◆ What the exercise asks ◆
Using the listing below, show all lines that hold the word "marker".

◆ Dataset records ◆
//! Text rendering of charts and readings

use std::fmt::Write;

use crate::domain::entities::{FourPillarsChart, HexagramResult};

/// Render a birth chart as a plain-text block
pub fn format_bazi(chart: &FourPillarsChart) -> String {
    let bazi = &chart.bazi;
    let mut out = String::from("【八字信息】\n");
    let _ = writeln!(out, "公历生日：{}", chart.solar_date);
    let _ = writeln!(out, "农历生日：{}", chart.lunar_date);
    let _ = writeln!(out, "年柱：{}", bazi.year_pillar);
    let _ = writeln!(out, "月柱：{}", bazi.month_pillar);
    let _ = writeln!(out, "日柱：{}", bazi.day_pillar);
    let _ = writeln!(out, "时柱：{}", bazi.hour_pillar);
    let _ = writeln!(out, "八字：{}", chart.full_bazi);
    out
}

/// Render a reading as a plain-text block, lines listed top to bottom
pub fn format_hexagram(result: &HexagramResult) -> String {
    let main = &result.main_hexagram;
    let changed = &result.changed_hexagram;

    let mut out = String::from("【六爻卦象】\n\n");
    let _ = writeln!(out, "主卦：{}", main.name);
    let _ = writeln!(
        out,
        "上卦：{}{}（{}）",
        main.upper_trigram.name, main.upper_trigram.symbol, main.upper_trigram.nature
    );
    let _ = writeln!(
        out,
        "下卦：{}{}（{}）\n",
        main.lower_trigram.name, main.lower_trigram.symbol, main.lower_trigram.nature
    );
    let _ = writeln!(out, "卦象：\n{}\n", main.symbol);

    out.push_str("爻线详情：\n");
    for line in result.lines.iter().rev() {
        let marker = if line.is_changing { " (变)" } else { "" };
        let _ = writeln!(out, "{}：{}{}", line.name, line.kind, marker);
    }

    if result.changing_lines.is_empty() {
        out.push_str("\n无变爻，以主卦论断\n");
    } else {
        let positions: Vec<String> = result
            .changing_lines
            .iter()
            .map(|p| p.to_string())
            .collect();
        let _ = writeln!(out, "\n变爻：第{}爻", positions.join("、"));
        let _ = writeln!(out, "变卦：{}", changed.name);
        let _ = writeln!(
            out,
            "变卦上卦：{}（{}）",
            changed.upper_trigram.name, changed.upper_trigram.nature
        );
        let _ = writeln!(
            out,
            "变卦下卦：{}（{}）",
            changed.lower_trigram.name, changed.lower_trigram.nature
        );
    }

    let _ = writeln!(
        out,
        "\n生成时间：{}",
        result.timestamp.format("%Y-%m-%d %H:%M:%S UTC")
    );
    out
}
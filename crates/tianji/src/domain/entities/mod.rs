//! Domain Entities
//!
//! Records produced once per request and never mutated.
//! - SolarDate / LunarDate: calendar inputs and conversions
//! - FourPillarsChart: the 八字 birth chart
//! - Line / HexagramResult: a 六爻 reading

mod chart;
mod date;
mod reading;

pub use chart::*;
pub use date::*;
pub use reading::*;
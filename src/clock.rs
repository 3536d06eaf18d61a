// File: ./src/clock.rs
/*! Clock sources for "today" and "now".

The engines never read the system clock directly. Hosts hand them a
`Clock` so today-highlighting and default initialisation stay
deterministic under test:

- `SystemClock`: local wall-clock time via `chrono::Local`.
- `FixedClock`: a frozen date and time, used by tests and replays.
*/

use chrono::{Local, NaiveDate, NaiveTime, Timelike};

/// Supplies the current date and time of day.
pub trait Clock: std::fmt::Debug {
    fn today(&self) -> NaiveDate;
    fn now(&self) -> NaiveTime;
}

// --- Production Implementation ---

#[derive(Clone, Copy, Debug, Default)]
pub struct SystemClock;

impl Clock for SystemClock {
    fn today(&self) -> NaiveDate {
        Local::now().date_naive()
    }

    fn now(&self) -> NaiveTime {
        let now = Local::now().time();
        // Sub-second precision never reaches the text buffer.
        now.with_nanosecond(0).unwrap_or(now)
    }
}

// --- Test Implementation ---

#[derive(Clone, Copy, Debug, PartialEq, Eq)]
pub struct FixedClock {
    pub date: NaiveDate,
    pub time: NaiveTime,
}

impl FixedClock {
    pub fn new(date: NaiveDate, time: NaiveTime) -> Self {
        Self { date, time }
    }

    /// A clock frozen at midnight of `date`.
    pub fn on(date: NaiveDate) -> Self {
        Self {
            date,
            time: NaiveTime::MIN,
        }
    }
}

impl Clock for FixedClock {
    fn today(&self) -> NaiveDate {
        self.date
    }

    fn now(&self) -> NaiveTime {
        self.time
    }
}
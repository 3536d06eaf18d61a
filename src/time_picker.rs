// File: ./src/time_picker.rs
//! The time picker widget state: committed time, text buffer and popup dial.
use crate::clock::Clock;
use crate::config::TimePickerConfig;
use crate::events::{EventBus, SubscriptionId};
use crate::model::pattern::{Segment, TimePattern};
use crate::popup::{Popup, PopupController};
use crate::time_text::{CommitOutcome, TextEdit, TimeTextEngine};
use chrono::{NaiveTime, Timelike};
use std::cell::RefCell;
use std::collections::VecDeque;
use std::rc::Rc;

#[derive(Debug, Clone, PartialEq, Eq)]
pub enum TimePickerEvent {
    TimeSelected(NaiveTime),
    /// A commit could not be parsed; the text was reset to the last good time.
    TimeCommitFailed,
    TextChanged(String),
    FormatChanged(TimePattern),
    PopupOpened,
    PopupClosed,
}

#[derive(Debug, Clone, Copy, PartialEq, Eq)]
pub enum DialEvent {
    Changed(NaiveTime),
    Confirmed(NaiveTime),
    Dismissed,
}

fn with_segment(time: NaiveTime, segment: Segment, value: u32) -> NaiveTime {
    let updated = match segment {
        Segment::Hours => time.with_hour(value),
        Segment::Minutes => time.with_minute(value),
        Segment::Seconds => time.with_second(value),
    };
    updated.unwrap_or(time)
}

fn segment_of(time: NaiveTime, segment: Segment) -> u32 {
    match segment {
        Segment::Hours => time.hour(),
        Segment::Minutes => time.minute(),
        Segment::Seconds => time.second(),
    }
}

/// Popup controller adjusting one segment at a time.
#[derive(Debug)]
pub struct TimeDial {
    pattern: TimePattern,
    time: NaiveTime,
    events: EventBus<DialEvent>,
}

impl TimeDial {
    pub fn new(pattern: TimePattern, time: NaiveTime) -> Self {
        Self {
            pattern,
            time,
            events: EventBus::new(),
        }
    }

    pub fn time(&self) -> NaiveTime {
        self.time
    }

    pub fn pattern(&self) -> &TimePattern {
        &self.pattern
    }

    pub fn label(&self) -> String {
        self.pattern.format(self.time)
    }

    /// Moves a segment by `delta`, wrapping around (23 -> 0, 0 -> 59).
    pub fn step(&mut self, segment: Segment, delta: i32) -> bool {
        if !self.pattern.has(segment) || delta == 0 {
            return false;
        }
        let modulus = i64::from(segment.max_value()) + 1;
        let value = (i64::from(segment_of(self.time, segment)) + i64::from(delta)).rem_euclid(modulus);
        self.time = with_segment(self.time, segment, value as u32);
        self.events.emit(&DialEvent::Changed(self.time));
        true
    }

    /// Sets a segment, clamping to its maximum.
    pub fn set(&mut self, segment: Segment, value: u32) -> bool {
        if !self.pattern.has(segment) {
            return false;
        }
        self.time = with_segment(self.time, segment, value.min(segment.max_value()));
        self.events.emit(&DialEvent::Changed(self.time));
        true
    }

    pub fn confirm(&mut self) {
        self.events.emit(&DialEvent::Confirmed(self.time));
    }

    pub fn dismiss(&mut self) {
        self.events.emit(&DialEvent::Dismissed);
    }
}

impl PopupController for TimeDial {
    type Event = DialEvent;

    fn events(&mut self) -> &mut EventBus<DialEvent> {
        &mut self.events
    }
}

#[derive(Debug)]
pub struct TimePicker {
    engine: TimeTextEngine,
    selected_time: NaiveTime,
    text: String,
    popup: Popup<TimeDial>,
    /// Dial events queued by the popup subscription, drained after each dial call.
    inbox: Rc<RefCell<VecDeque<DialEvent>>>,
    events: EventBus<TimePickerEvent>,
}

impl TimePicker {
    pub fn new(config: &TimePickerConfig, clock: &dyn Clock) -> Self {
        let now = clock.now();
        let selected_time = now.with_nanosecond(0).unwrap_or(now);
        let text = config.format.format(selected_time);
        Self {
            engine: TimeTextEngine::new(config.format.clone()),
            selected_time,
            text,
            popup: Popup::Closed,
            inbox: Rc::new(RefCell::new(VecDeque::new())),
            events: EventBus::new(),
        }
    }

    pub fn selected_time(&self) -> NaiveTime {
        self.selected_time
    }

    pub fn text(&self) -> &str {
        &self.text
    }

    pub fn pattern(&self) -> &TimePattern {
        self.engine.pattern()
    }

    pub fn is_popup_open(&self) -> bool {
        self.popup.is_open()
    }

    pub fn dial(&self) -> Option<&TimeDial> {
        self.popup.controller()
    }

    pub fn subscribe<F>(&mut self, listener: F) -> SubscriptionId
    where
        F: FnMut(&TimePickerEvent) + 'static,
    {
        self.events.subscribe(listener)
    }

    pub fn unsubscribe(&mut self, id: SubscriptionId) -> bool {
        self.events.unsubscribe(id)
    }

    fn set_text(&mut self, text: String) {
        if self.text != text {
            self.text = text;
            self.events
                .emit(&TimePickerEvent::TextChanged(self.text.clone()));
        }
    }

    fn apply_time(&mut self, time: NaiveTime) {
        log::debug!("Selected time {} -> {}", self.selected_time, time);
        self.selected_time = time;
        let formatted = self.engine.pattern().format(time);
        self.set_text(formatted);
        self.events.emit(&TimePickerEvent::TimeSelected(time));
    }

    // --- Text entry ---

    /// Feeds one keystroke's worth of proposed text through the normalizer.
    pub fn input(&mut self, new_raw: &str, cursor: usize) -> TextEdit {
        let edit = self.engine.on_text_changed(new_raw, &self.text, cursor);
        self.set_text(edit.text.clone());
        edit
    }

    /// Finalizes the buffer. A failed parse restores the last committed time.
    pub fn commit(&mut self) -> CommitOutcome {
        let outcome = self.engine.on_commit(&self.text);
        match outcome {
            CommitOutcome::Parsed(time) => self.apply_time(time),
            CommitOutcome::Revert => {
                let formatted = self.engine.pattern().format(self.selected_time);
                self.set_text(formatted);
                self.events.emit(&TimePickerEvent::TimeCommitFailed);
            }
        }
        outcome
    }

    pub fn set_selected_time(&mut self, time: NaiveTime) {
        let time = time.with_nanosecond(0).unwrap_or(time);
        if time != self.selected_time {
            self.apply_time(time);
        }
    }

    /// Switches the display format. An open dial is rebuilt for the new pattern.
    pub fn set_pattern(&mut self, pattern: TimePattern) {
        if *self.engine.pattern() == pattern {
            return;
        }
        log::debug!("Time format {} -> {}", self.engine.pattern(), pattern);
        self.engine.set_pattern(pattern.clone());
        let formatted = pattern.format(self.selected_time);
        self.set_text(formatted);
        self.events.emit(&TimePickerEvent::FormatChanged(pattern));

        if self.popup.close().is_some() {
            self.inbox.borrow_mut().clear();
            self.open_dial();
        }
    }

    // --- Popup ---

    fn open_dial(&mut self) {
        let dial = TimeDial::new(self.engine.pattern().clone(), self.selected_time);
        let inbox = Rc::clone(&self.inbox);
        self.popup
            .open(dial, move |event| inbox.borrow_mut().push_back(*event));
    }

    /// Opens the dial if closed, closes it if open. Returns whether it is now open.
    pub fn toggle_popup(&mut self) -> bool {
        if self.popup.is_open() {
            self.close_popup();
            return false;
        }
        self.open_dial();
        log::debug!("Time popup opened at {}", self.selected_time);
        self.events.emit(&TimePickerEvent::PopupOpened);
        true
    }

    pub fn close_popup(&mut self) -> bool {
        if self.popup.close().is_none() {
            return false;
        }
        self.inbox.borrow_mut().clear();
        log::debug!("Time popup closed");
        self.events.emit(&TimePickerEvent::PopupClosed);
        true
    }

    fn with_dial<R>(&mut self, f: impl FnOnce(&mut TimeDial) -> R) -> Option<R> {
        let result = self.popup.controller_mut().map(f);
        self.pump();
        result
    }

    fn pump(&mut self) {
        loop {
            let next = self.inbox.borrow_mut().pop_front();
            let Some(event) = next else {
                break;
            };
            match event {
                DialEvent::Changed(time) => log::trace!("Dial moved to {}", time),
                DialEvent::Confirmed(time) => {
                    self.apply_time(time);
                    self.close_popup();
                }
                DialEvent::Dismissed => {
                    self.close_popup();
                }
            }
        }
    }

    pub fn dial_step(&mut self, segment: Segment, delta: i32) -> bool {
        self.with_dial(|dial| dial.step(segment, delta))
            .unwrap_or(false)
    }

    pub fn dial_set(&mut self, segment: Segment, value: u32) -> bool {
        self.with_dial(|dial| dial.set(segment, value))
            .unwrap_or(false)
    }

    pub fn dial_confirm(&mut self) -> bool {
        self.with_dial(TimeDial::confirm).is_some()
    }

    pub fn dial_dismiss(&mut self) -> bool {
        self.with_dial(TimeDial::dismiss).is_some()
    }

    /// Closes the popup and drops every listener.
    pub fn dispose(&mut self) -> usize {
        self.close_popup();
        self.events.clear()
    }
}

impl Drop for TimePicker {
    fn drop(&mut self) {
        self.popup.close();
        self.events.clear();
    }
}

#[cfg(test)]
mod tests {
    use super::*;

    fn t(h: u32, m: u32, s: u32) -> NaiveTime {
        NaiveTime::from_hms_opt(h, m, s).unwrap()
    }

    #[test]
    fn test_dial_step_wraps() {
        let mut dial = TimeDial::new(TimePattern::default(), t(23, 0, 59));
        assert!(dial.step(Segment::Hours, 1));
        assert_eq!(dial.time(), t(0, 0, 59));
        assert!(dial.step(Segment::Minutes, -1));
        assert_eq!(dial.time(), t(0, 59, 59));
        assert!(dial.step(Segment::Seconds, 61));
        assert_eq!(dial.time(), t(0, 59, 0));
    }

    #[test]
    fn test_dial_ignores_segments_outside_pattern() {
        let mut dial = TimeDial::new("HH:mm".parse().unwrap(), t(10, 0, 0));
        assert!(!dial.step(Segment::Seconds, 1));
        assert!(!dial.set(Segment::Seconds, 5));
        assert!(dial.set(Segment::Minutes, 99));
        assert_eq!(dial.time(), t(10, 59, 0), "Set clamps to the segment maximum");
        assert_eq!(dial.label(), "10:59");
    }
}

◆ Completed exercise ◆
        let marker = if line.is_changing { " (变)" } else { "" };
        let _ = writeln!(out, "{}：{}{}", line.name, line.kind, marker);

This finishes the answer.